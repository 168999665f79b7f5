//! Command Module
//!
//! The command-execution core: a fixed registry of commands and the handler
//! that validates arguments, runs each command against the stores and
//! produces a [`RespValue`](crate::protocol::RespValue) reply.
//!
//! ```text
//! Client Request
//!       │
//!       ▼
//! ┌─────────────────┐
//! │  RESP Parser    │  (protocol module)
//! └────────┬────────┘
//!          │
//!          ▼
//! ┌─────────────────┐      ┌──────────────────┐
//! │ CommandHandler  │─────>│ CommandRegistry  │
//! │  - Validate     │      └──────────────────┘
//! │  - Execute      │
//! └────────┬────────┘
//!          │
//!          ▼
//! ┌─────────────────────────────┐
//! │  StringStore  │  HashStore  │  (storage module)
//! └─────────────────────────────┘
//! ```
//!
//! ## Supported Commands
//!
//! - `PING`, `SET`, `GET`, `MGET`, `INCR`, `DECR`
//! - `HSET`, `HGET`, `HGETALL`

pub mod error;
pub mod handler;
pub mod registry;

pub use error::CommandError;
pub use handler::CommandHandler;
pub use registry::{Arity, Command, CommandRegistry};
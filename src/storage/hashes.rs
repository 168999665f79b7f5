//! Hash Store
//!
//! Maps a hash name to its own field → value map. The whole two-level
//! structure sits behind one reader/writer lock that is independent of the
//! string store's lock.

use bytes::Bytes;
use parking_lot::RwLock;
use std::collections::HashMap;

type Fields = HashMap<Bytes, Bytes>;

/// Thread-safe hash-name → (field → value) map.
///
/// # Example
///
/// ```
/// use minikv::storage::HashStore;
/// use bytes::Bytes;
///
/// let store = HashStore::new();
/// store.set_field(Bytes::from("user:1"), Bytes::from("name"), Bytes::from("Ariz"));
///
/// assert_eq!(store.get_field(b"user:1", b"name"), Some(Bytes::from("Ariz")));
/// assert_eq!(store.get_field(b"user:1", b"email"), None);
/// assert!(store.get_all(b"user:2").is_none());
/// ```
#[derive(Debug, Default)]
pub struct HashStore {
    hashes: RwLock<HashMap<Bytes, Fields>>,
}

impl HashStore {
    /// Creates an empty store.
    pub fn new() -> Self {
        Self::default()
    }

    /// Sets `field` to `value` in `hash`, creating the hash on first use.
    pub fn set_field(&self, hash: Bytes, field: Bytes, value: Bytes) {
        self.hashes
            .write()
            .entry(hash)
            .or_default()
            .insert(field, value);
    }

    /// Returns the value of `field`, or `None` if the hash or field is absent.
    pub fn get_field(&self, hash: &[u8], field: &[u8]) -> Option<Bytes> {
        self.hashes.read().get(hash)?.get(field).cloned()
    }

    /// Returns every field/value pair of `hash` in unspecified order.
    ///
    /// `None` means the hash was never created, which callers distinguish
    /// from an existing hash.
    pub fn get_all(&self, hash: &[u8]) -> Option<Vec<(Bytes, Bytes)>> {
        let hashes = self.hashes.read();
        let fields = hashes.get(hash)?;

        Some(
            fields
                .iter()
                .map(|(field, value)| (field.clone(), value.clone()))
                .collect(),
        )
    }

    /// Returns the number of hashes created so far.
    pub fn len(&self) -> usize {
        self.hashes.read().len()
    }

    /// Returns true if no hash has been created yet.
    pub fn is_empty(&self) -> bool {
        self.hashes.read().is_empty()
    }
}

#[cfg(test)]
mod tests {
    use super::*;
    use std::collections::HashSet;
    use std::sync::Arc;
    use std::thread;

    fn set(store: &HashStore, hash: &'static str, field: &'static str, value: &'static str) {
        store.set_field(Bytes::from(hash), Bytes::from(field), Bytes::from(value));
    }

    #[test]
    fn test_set_and_get_field() {
        let store = HashStore::new();
        set(&store, "h", "f", "v");

        assert_eq!(store.get_field(b"h", b"f"), Some(Bytes::from("v")));
        assert_eq!(store.get_field(b"h", b"missing"), None);
        assert_eq!(store.get_field(b"missing", b"f"), None);
    }

    #[test]
    fn test_overwrite_field() {
        let store = HashStore::new();
        set(&store, "h", "f", "old");
        set(&store, "h", "f", "new");

        assert_eq!(store.get_field(b"h", b"f"), Some(Bytes::from("new")));
        assert_eq!(store.get_all(b"h").map(|f| f.len()), Some(1));
    }

    #[test]
    fn test_get_all_returns_exactly_the_fields() {
        let store = HashStore::new();
        set(&store, "user", "name", "Ariz");
        set(&store, "user", "lang", "rust");
        set(&store, "user", "city", "pune");
        set(&store, "other", "name", "x");

        let fields: HashSet<(Bytes, Bytes)> = store.get_all(b"user").unwrap().into_iter().collect();
        let expected: HashSet<(Bytes, Bytes)> = [("name", "Ariz"), ("lang", "rust"), ("city", "pune")]
            .into_iter()
            .map(|(f, v)| (Bytes::from(f), Bytes::from(v)))
            .collect();

        assert_eq!(fields, expected);
        assert_eq!(store.len(), 2);
    }

    #[test]
    fn test_get_all_unknown_hash() {
        let store = HashStore::new();
        assert!(store.get_all(b"nope").is_none());
        assert!(store.is_empty());
    }

    #[test]
    fn test_concurrent_writers_on_distinct_fields() {
        let store = Arc::new(HashStore::new());

        let handles: Vec<_> = (0..4)
            .map(|t| {
                let store = Arc::clone(&store);
                thread::spawn(move || {
                    for i in 0..100 {
                        store.set_field(
                            Bytes::from("shared"),
                            Bytes::from(format!("f-{}-{}", t, i)),
                            Bytes::from(i.to_string()),
                        );
                    }
                })
            })
            .collect();

        for handle in handles {
            handle.join().unwrap();
        }

        assert_eq!(store.get_all(b"shared").map(|f| f.len()), Some(400));
        assert_eq!(store.get_field(b"shared", b"f-3-99"), Some(Bytes::from("99")));
    }
}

### EXERCISE OBJECTIVE
In the data above, which lines lie between the line with "independent of the" and the line with "pub fn get_field(&self, hash: &[u8], field: &[u8])", inclusive? Print those lines exactly and nothing else.

### TASK RESPONSE
//! structure sits behind one reader/writer lock that is independent of the
//! string store's lock.

use bytes::Bytes;
use parking_lot::RwLock;
use std::collections::HashMap;

type Fields = HashMap<Bytes, Bytes>;

/// Thread-safe hash-name → (field → value) map.
///
/// # Example
///
/// ```
/// use minikv::storage::HashStore;
/// use bytes::Bytes;
///
/// let store = HashStore::new();
/// store.set_field(Bytes::from("user:1"), Bytes::from("name"), Bytes::from("Ariz"));
///
/// assert_eq!(store.get_field(b"user:1", b"name"), Some(Bytes::from("Ariz")));
/// assert_eq!(store.get_field(b"user:1", b"email"), None);
/// assert!(store.get_all(b"user:2").is_none());
/// ```
#[derive(Debug, Default)]
pub struct HashStore {
    hashes: RwLock<HashMap<Bytes, Fields>>,
}

impl HashStore {
    /// Creates an empty store.
    pub fn new() -> Self {
        Self::default()
    }

    /// Sets `field` to `value` in `hash`, creating the hash on first use.
    pub fn set_field(&self, hash: Bytes, field: Bytes, value: Bytes) {
        self.hashes
            .write()
            .entry(hash)
            .or_default()
            .insert(field, value);
    }

    /// Returns the value of `field`, or `None` if the hash or field is absent.
    pub fn get_field(&self, hash: &[u8], field: &[u8]) -> Option<Bytes> {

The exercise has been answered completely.